The United States Supreme Court, in United States v. Lopez, 514 U.S. 549, 115 S.Ct. 1624, 131 L.Ed.2d 626 (1995), considered the extent of interstate involvement an activity must have in order for it to be within the bounds of Congress’s authority under the Commerce Clause of the United States Constitution. The Supreme Court decided Lopez shortly after it had decided Tenninix. In Lopez, the Court, for the first time in 60 years, struck down an act of Congress (the Gun-Free School Zones Act) on. the basis that the act exceeded Congress’s Commerce Clause authority. In Lopez, Chief Justice Rehnquist broke down the previous Commerce Clause cases into three categories of things that Congress has regulated under that clause: channels of interstate commerce (by laws freeing channels of commerce from discrimination, immoral activities, etc.); in-strumentalities of interstate commerce (by laws regulating safety of vehicles used in interstate commerce); and activities having a substantial relation to commerce. Lopez, 514 U.S. at 558-59, 115 S.Ct. 1624. After establishing those categories, the Chief Justice acknowledged an absence of clarity in the cases dealing with the question whether, for an activity to be subject to Congressional regulation under the Commerce Clause, the activity must “affect” or must “substantially affect” interstate commerce. Id. at 559, 115 S.Ct. 1624.

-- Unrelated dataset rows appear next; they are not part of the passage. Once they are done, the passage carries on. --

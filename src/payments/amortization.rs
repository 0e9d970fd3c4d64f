use chrono::{Duration, Months, NaiveDate};
use rust_decimal::Decimal;

use crate::decimal::{Money, Rate};
use crate::errors::{EngineError, Result};
use crate::state::{Installment, LoanTerms};
use crate::types::{CalculationMethod, LoanId, RepaymentFrequency};

/// produces the installment list for a loan's approved terms
pub trait ScheduleGenerator: Send + Sync {
    fn generate(&self, loan_id: LoanId, terms: &LoanTerms) -> Result<Vec<Installment>>;
}

/// amortization calculator
#[derive(Debug, Clone, Copy, Default)]
pub struct AmortizationCalculator;

impl AmortizationCalculator {
    pub fn new() -> Self {
        Self
    }

    fn validate(terms: &LoanTerms) -> Result<()> {
        if terms.term == 0 {
            return Err(EngineError::validation("term must be at least one installment"));
        }
        if !terms.principal.is_positive() {
            return Err(EngineError::validation("principal must be positive"));
        }
        if terms.interest_rate.as_decimal() < Decimal::ZERO {
            return Err(EngineError::validation("interest rate must not be negative"));
        }
        Ok(())
    }

    /// (principal, interest) per installment
    fn split(terms: &LoanTerms) -> Vec<(Money, Money)> {
        let n = terms.term;
        let period_rate = period_rate(terms.interest_rate, terms.frequency);
        let principal = terms.principal;

        match terms.calculation_method {
            CalculationMethod::Flat => {
                let principal_portion = principal / Decimal::from(n);
                let interest_portion = principal * period_rate;
                (0..n).map(|_| (principal_portion, interest_portion)).collect()
            }
            CalculationMethod::DecliningBalance => {
                let principal_portion = principal / Decimal::from(n);
                let mut balance = principal;
                (0..n)
                    .map(|_| {
                        let interest_portion = balance * period_rate;
                        balance = (balance - principal_portion).floor_zero();
                        (principal_portion, interest_portion)
                    })
                    .collect()
            }
            CalculationMethod::EqualInstallments => {
                let emi = calculate_emi_amount(principal, period_rate, n);
                let mut balance = principal;
                (0..n)
                    .map(|_| {
                        let interest_portion = balance * period_rate;
                        let principal_portion = (emi - interest_portion).min(balance).floor_zero();
                        balance -= principal_portion;
                        (principal_portion, interest_portion)
                    })
                    .collect()
            }
        }
    }
}

impl ScheduleGenerator for AmortizationCalculator {
    fn generate(&self, loan_id: LoanId, terms: &LoanTerms) -> Result<Vec<Installment>> {
        Self::validate(terms)?;

        let mut split = Self::split(terms);

        // last installment absorbs rounding so principal sums to the loan amount
        let scheduled: Money = split.iter().map(|(p, _)| *p).sum();
        if let Some(last) = split.last_mut() {
            last.0 = (last.0 + (terms.principal - scheduled)).floor_zero();
        }

        split
            .into_iter()
            .enumerate()
            .map(|(idx, (principal_due, interest_due))| {
                let number = idx as u32 + 1;
                let due_date = due_date(terms.first_due_date, terms.frequency, idx as u32)?;
                Ok(Installment::new(
                    loan_id,
                    number,
                    due_date,
                    principal_due,
                    interest_due,
                    terms.fee_per_installment,
                ))
            })
            .collect()
    }
}

/// interest rate for one installment period
fn period_rate(annual_rate: Rate, frequency: RepaymentFrequency) -> Decimal {
    annual_rate.as_decimal() / Decimal::from(frequency.periods_per_year())
}

/// calculate EMI amount
fn calculate_emi_amount(principal: Money, period_rate: Decimal, periods: u32) -> Money {
    if period_rate.is_zero() {
        return principal / Decimal::from(periods);
    }

    // EMI = P * r * (1 + r)^n / ((1 + r)^n - 1)
    let mut compound = Decimal::ONE;
    let base = Decimal::ONE + period_rate;
    for _ in 0..periods {
        compound *= base;
    }

    let numerator = principal.as_decimal() * period_rate * compound;
    let denominator = compound - Decimal::ONE;

    Money::from_decimal(numerator / denominator)
}

fn due_date(first: NaiveDate, frequency: RepaymentFrequency, offset: u32) -> Result<NaiveDate> {
    let date = match frequency {
        RepaymentFrequency::Weekly => first.checked_add_signed(Duration::weeks(offset as i64)),
        RepaymentFrequency::Biweekly => first.checked_add_signed(Duration::weeks(2 * offset as i64)),
        RepaymentFrequency::Monthly => first.checked_add_months(Months::new(offset)),
    };
    date.ok_or_else(|| EngineError::validation(format!("due date out of range for installment {}", offset + 1)))
}

#[cfg(test)]
mod tests {
    use super::*;
    use uuid::Uuid;

    fn date(y: i32, m: u32, d: u32) -> NaiveDate {
        NaiveDate::from_ymd_opt(y, m, d).unwrap()
    }

    fn terms(method: CalculationMethod, frequency: RepaymentFrequency) -> LoanTerms {
        LoanTerms {
            principal: Money::from_major(100_000),
            interest_rate: Rate::from_percentage(12),
            term: 12,
            frequency,
            calculation_method: method,
            first_due_date: date(2024, 1, 31),
            fee_per_installment: Money::ZERO,
        }
    }

    fn principal_total(schedule: &[Installment]) -> Money {
        schedule.iter().map(|i| i.principal_due).sum()
    }

    #[test]
    fn test_flat_schedule() {
        let schedule = AmortizationCalculator::new()
            .generate(Uuid::new_v4(), &terms(CalculationMethod::Flat, RepaymentFrequency::Monthly))
            .unwrap();

        assert_eq!(schedule.len(), 12);
        assert_eq!(principal_total(&schedule), Money::from_major(100_000));
        for inst in &schedule {
            assert_eq!(inst.interest_due, Money::from_major(1_000));
        }
        // month-end anchoring clamps to the shorter month
        assert_eq!(schedule[1].due_date, date(2024, 2, 29));
        assert_eq!(schedule[11].due_date, date(2024, 12, 31));
    }

    #[test]
    fn test_declining_balance_schedule() {
        let schedule = AmortizationCalculator::new()
            .generate(Uuid::new_v4(), &terms(CalculationMethod::DecliningBalance, RepaymentFrequency::Monthly))
            .unwrap();

        assert_eq!(principal_total(&schedule), Money::from_major(100_000));
        for pair in schedule.windows(2) {
            assert!(pair[1].interest_due < pair[0].interest_due);
        }
    }

    #[test]
    fn test_equal_installments_schedule() {
        let schedule = AmortizationCalculator::new()
            .generate(Uuid::new_v4(), &terms(CalculationMethod::EqualInstallments, RepaymentFrequency::Monthly))
            .unwrap();

        assert_eq!(principal_total(&schedule), Money::from_major(100_000));
        let emi = schedule[0].principal_due + schedule[0].interest_due;
        for inst in &schedule[..11] {
            let payment = inst.principal_due + inst.interest_due;
            assert!((payment - emi).abs() <= Money::CENT);
        }
        assert!(schedule[0].interest_due > schedule[11].interest_due);
    }

    #[test]
    fn test_weekly_due_dates_and_fees() {
        let mut t = terms(CalculationMethod::Flat, RepaymentFrequency::Weekly);
        t.term = 4;
        t.fee_per_installment = Money::from_major(10);
        let schedule = AmortizationCalculator::new().generate(Uuid::new_v4(), &t).unwrap();

        assert_eq!(schedule[1].due_date, date(2024, 2, 7));
        assert_eq!(schedule[3].due_date, date(2024, 2, 21));
        assert!(schedule.iter().all(|i| i.fee_due == Money::from_major(10)));
        assert_eq!(schedule.iter().map(|i| i.installment_number).collect::<Vec<_>>(), vec![1, 2, 3, 4]);
    }

    #[test]
    fn test_rejects_empty_term() {
        let mut t = terms(CalculationMethod::Flat, RepaymentFrequency::Monthly);
        t.term = 0;
        assert!(AmortizationCalculator::new().generate(Uuid::new_v4(), &t).is_err());
    }
}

One attempting to clarify the area of the law in which that question arises must consider Wickard v. Filburn, 317 U.S. 111, 63 S.Ct. 82, 87 L.Ed. 122 (1942). In that case, an Ohio farmer raised wheat on 23 acres of land. He consumed most of the wheat on his farm, either by feeding it to livestock, making flour for personal use, or using it to produce seeds for future crops. The Secretary of Agriculture assessed a penalty against the farmer for exceeding by 12 acres his allotment under a federal statute regulating wheat production. The Supreme Court upheld the assessment, holding that the Congress’s limitation of the farmer’s wheat production was a valid exercise of its authority under the Commerce Clause to regulate interstate commerce. Unless Wickard is either overruled or read narrowly, very little that occurs in this country can be viewed as not having some involvement with interstate commerce. The Court in Lopez, after reviewing Wickard, acknowledged that it was inappropriate to make an excessively elastic application of the Commerce Clause. It stated that for an economic activity to come within Congress’s authority under the Commerce Clause the activity must “substantially affect” interstate commerce. 514 U.S. at 559, 115 S.Ct. 1624.
The Lopez Court referred to the requirement of a substantial effect as generally applicable to regulation of economic activity. Id. at 560, 115 S.Ct. 1624. That broad reference, albeit dictum, does not suggest that the requirement of a substantial effect would not apply to the question whether a particular contract is subject to the FAA. We have recently embraced the concept that the Lopez requirement of a substantial effect governs the question whether a particular contract has a sufficient connection with interstate commerce to be governed by the FAA. See Southern United Fire Ins. Co. v. Knight, 736 So.2d 582 (Ala.1999) (Houston, Kennedy, Lyons, Brown, and Johnstone, JJ., concurring; See, J., concurring specially; Cook, J., concurring in the result; and Hooper, C.J., and Maddox, J., dissenting); and Rogers Foundation Repair, Inc. v. Powell, 748 So.2d 869 (Ala.1999) (Hooper, C.J., and Maddox, Cook, Brown, Johnstone, and England, JJ., concurring; See, J., concurring specially; Lyons, J., concurring in two of the three cases addressed in that opinion and concurring in the result in the third; and Houston, J., concurring in two of the cases).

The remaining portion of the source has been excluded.